EXERCISE DIRECTIONS: Your answer should be the lines of the listing that contain the word "DisabledEmbedder".

BEGIN PROVIDED INFORMATION

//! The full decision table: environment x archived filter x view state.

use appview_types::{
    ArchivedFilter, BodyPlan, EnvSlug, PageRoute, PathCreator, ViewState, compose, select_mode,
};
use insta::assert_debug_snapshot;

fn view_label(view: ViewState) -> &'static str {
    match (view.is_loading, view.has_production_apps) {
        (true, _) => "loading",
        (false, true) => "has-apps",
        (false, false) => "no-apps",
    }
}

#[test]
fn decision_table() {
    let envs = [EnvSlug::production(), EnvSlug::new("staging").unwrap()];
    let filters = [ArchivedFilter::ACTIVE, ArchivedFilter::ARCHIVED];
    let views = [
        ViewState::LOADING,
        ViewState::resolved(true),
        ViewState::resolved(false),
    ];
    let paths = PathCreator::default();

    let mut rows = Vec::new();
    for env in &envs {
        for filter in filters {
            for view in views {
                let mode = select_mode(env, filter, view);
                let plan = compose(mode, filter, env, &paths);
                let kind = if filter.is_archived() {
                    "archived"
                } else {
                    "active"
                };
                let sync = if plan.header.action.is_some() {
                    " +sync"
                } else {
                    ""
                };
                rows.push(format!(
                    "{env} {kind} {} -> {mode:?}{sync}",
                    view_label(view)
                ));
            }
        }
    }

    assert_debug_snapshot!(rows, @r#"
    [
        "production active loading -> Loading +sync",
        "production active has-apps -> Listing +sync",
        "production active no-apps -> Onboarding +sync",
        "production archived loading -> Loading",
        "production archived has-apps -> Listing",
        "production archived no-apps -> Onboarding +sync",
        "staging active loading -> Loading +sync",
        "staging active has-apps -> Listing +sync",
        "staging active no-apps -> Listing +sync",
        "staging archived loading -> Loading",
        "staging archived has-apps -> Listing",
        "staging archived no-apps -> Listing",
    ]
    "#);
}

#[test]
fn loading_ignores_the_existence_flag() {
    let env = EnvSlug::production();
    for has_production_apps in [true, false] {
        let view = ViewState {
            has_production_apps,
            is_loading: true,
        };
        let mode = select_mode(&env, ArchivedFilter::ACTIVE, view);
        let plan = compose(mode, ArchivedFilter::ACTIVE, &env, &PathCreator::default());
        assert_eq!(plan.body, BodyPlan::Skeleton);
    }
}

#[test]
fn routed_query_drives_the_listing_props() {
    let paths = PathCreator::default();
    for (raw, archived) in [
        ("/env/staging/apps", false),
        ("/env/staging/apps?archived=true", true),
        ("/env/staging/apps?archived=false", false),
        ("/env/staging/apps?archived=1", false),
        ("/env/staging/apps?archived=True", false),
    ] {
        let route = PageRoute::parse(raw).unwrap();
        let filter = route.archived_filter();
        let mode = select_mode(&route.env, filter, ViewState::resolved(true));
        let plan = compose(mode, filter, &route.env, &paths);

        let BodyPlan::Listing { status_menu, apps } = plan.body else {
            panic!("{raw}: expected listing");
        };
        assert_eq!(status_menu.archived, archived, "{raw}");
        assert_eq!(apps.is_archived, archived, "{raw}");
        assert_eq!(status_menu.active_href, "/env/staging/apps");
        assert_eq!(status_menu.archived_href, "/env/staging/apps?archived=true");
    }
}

END PROVIDED INFORMATION
BEGIN PROVIDED INFORMATION

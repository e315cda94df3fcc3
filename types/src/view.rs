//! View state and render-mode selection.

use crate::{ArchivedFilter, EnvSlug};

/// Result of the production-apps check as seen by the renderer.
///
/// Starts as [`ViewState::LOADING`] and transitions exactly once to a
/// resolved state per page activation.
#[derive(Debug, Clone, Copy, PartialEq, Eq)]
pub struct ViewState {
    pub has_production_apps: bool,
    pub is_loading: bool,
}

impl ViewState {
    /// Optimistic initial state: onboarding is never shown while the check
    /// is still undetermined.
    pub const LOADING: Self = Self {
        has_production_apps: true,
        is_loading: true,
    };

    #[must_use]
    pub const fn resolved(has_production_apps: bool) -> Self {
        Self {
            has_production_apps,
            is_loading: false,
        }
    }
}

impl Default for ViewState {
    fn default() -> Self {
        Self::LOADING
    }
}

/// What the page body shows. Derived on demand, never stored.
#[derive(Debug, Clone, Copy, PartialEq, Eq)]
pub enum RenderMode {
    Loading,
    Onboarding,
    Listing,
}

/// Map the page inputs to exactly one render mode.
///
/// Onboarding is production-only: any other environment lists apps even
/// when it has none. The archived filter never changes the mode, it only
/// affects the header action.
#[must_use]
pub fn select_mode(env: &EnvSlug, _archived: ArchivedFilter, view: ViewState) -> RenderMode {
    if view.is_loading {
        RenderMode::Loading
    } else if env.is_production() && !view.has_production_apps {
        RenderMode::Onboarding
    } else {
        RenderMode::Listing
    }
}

END PROVIDED INFORMATION
BEGIN PROVIDED INFORMATION

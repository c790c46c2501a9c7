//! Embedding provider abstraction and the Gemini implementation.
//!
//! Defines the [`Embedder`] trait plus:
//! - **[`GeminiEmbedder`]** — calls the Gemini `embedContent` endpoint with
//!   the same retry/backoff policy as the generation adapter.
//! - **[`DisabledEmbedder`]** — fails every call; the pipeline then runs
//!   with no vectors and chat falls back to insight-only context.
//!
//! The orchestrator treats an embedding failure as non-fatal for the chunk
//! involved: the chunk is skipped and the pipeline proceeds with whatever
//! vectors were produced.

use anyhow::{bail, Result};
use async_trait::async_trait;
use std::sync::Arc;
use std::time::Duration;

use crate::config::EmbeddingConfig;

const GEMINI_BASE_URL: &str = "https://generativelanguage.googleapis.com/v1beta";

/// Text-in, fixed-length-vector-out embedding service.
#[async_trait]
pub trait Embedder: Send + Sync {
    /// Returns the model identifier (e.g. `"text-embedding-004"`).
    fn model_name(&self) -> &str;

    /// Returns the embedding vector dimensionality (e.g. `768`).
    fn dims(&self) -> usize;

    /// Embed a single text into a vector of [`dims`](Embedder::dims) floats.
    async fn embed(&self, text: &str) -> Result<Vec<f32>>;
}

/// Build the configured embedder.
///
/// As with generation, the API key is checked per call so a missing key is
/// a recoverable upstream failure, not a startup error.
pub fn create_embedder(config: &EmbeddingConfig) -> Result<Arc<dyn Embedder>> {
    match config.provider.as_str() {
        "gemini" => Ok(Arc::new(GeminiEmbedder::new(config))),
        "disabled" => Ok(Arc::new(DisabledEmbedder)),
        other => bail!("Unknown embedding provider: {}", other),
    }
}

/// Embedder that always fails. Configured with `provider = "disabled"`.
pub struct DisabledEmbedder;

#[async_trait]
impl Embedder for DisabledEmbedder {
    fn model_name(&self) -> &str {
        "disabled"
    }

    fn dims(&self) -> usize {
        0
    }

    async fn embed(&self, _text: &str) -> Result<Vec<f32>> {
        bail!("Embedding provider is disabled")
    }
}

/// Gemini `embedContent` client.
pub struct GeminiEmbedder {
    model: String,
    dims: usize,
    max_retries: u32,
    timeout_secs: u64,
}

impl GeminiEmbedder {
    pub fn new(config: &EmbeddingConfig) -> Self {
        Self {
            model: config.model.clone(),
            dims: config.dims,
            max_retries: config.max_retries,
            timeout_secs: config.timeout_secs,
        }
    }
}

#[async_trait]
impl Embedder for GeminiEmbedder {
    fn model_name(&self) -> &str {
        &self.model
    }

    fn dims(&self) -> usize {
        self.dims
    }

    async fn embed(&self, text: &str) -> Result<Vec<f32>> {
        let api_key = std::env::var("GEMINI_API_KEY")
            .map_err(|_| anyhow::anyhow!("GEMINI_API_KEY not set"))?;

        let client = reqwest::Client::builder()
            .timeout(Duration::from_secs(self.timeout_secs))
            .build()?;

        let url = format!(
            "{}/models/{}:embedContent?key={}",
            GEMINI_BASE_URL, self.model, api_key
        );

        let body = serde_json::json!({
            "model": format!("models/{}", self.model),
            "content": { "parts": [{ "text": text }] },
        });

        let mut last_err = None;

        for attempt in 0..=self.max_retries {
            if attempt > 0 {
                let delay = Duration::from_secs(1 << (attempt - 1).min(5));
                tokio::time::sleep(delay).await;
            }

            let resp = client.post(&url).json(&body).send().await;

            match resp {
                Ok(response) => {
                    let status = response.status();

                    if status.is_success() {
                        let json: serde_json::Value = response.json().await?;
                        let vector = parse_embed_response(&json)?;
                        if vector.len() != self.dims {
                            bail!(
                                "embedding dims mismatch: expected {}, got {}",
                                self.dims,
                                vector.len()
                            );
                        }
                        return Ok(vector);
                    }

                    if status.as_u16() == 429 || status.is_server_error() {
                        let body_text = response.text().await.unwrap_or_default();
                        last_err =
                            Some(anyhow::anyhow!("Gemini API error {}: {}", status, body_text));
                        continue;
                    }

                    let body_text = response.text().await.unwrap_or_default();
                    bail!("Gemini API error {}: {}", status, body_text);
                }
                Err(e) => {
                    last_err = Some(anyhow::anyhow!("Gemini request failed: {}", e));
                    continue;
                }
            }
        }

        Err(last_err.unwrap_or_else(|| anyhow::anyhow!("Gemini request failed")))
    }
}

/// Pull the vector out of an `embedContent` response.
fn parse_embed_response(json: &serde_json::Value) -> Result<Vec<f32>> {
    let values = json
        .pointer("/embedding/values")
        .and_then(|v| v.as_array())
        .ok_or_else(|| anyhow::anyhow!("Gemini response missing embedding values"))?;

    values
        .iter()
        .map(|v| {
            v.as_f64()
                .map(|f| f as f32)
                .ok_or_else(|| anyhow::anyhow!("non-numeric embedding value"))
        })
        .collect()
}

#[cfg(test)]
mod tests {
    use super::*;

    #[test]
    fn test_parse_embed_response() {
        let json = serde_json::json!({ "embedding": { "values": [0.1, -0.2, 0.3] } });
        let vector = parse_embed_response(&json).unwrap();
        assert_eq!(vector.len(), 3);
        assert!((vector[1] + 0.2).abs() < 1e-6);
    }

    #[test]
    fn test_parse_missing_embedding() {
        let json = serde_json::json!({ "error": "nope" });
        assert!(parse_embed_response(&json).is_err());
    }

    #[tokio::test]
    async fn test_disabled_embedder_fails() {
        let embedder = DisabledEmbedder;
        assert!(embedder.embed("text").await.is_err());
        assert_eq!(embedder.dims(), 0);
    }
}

END PROVIDED INFORMATION

SOLUTION FOR THIS PROBLEM:
//! - **[`DisabledEmbedder`]** — fails every call; the pipeline then runs
        "disabled" => Ok(Arc::new(DisabledEmbedder)),
pub struct DisabledEmbedder;
impl Embedder for DisabledEmbedder {
        let embedder = DisabledEmbedder;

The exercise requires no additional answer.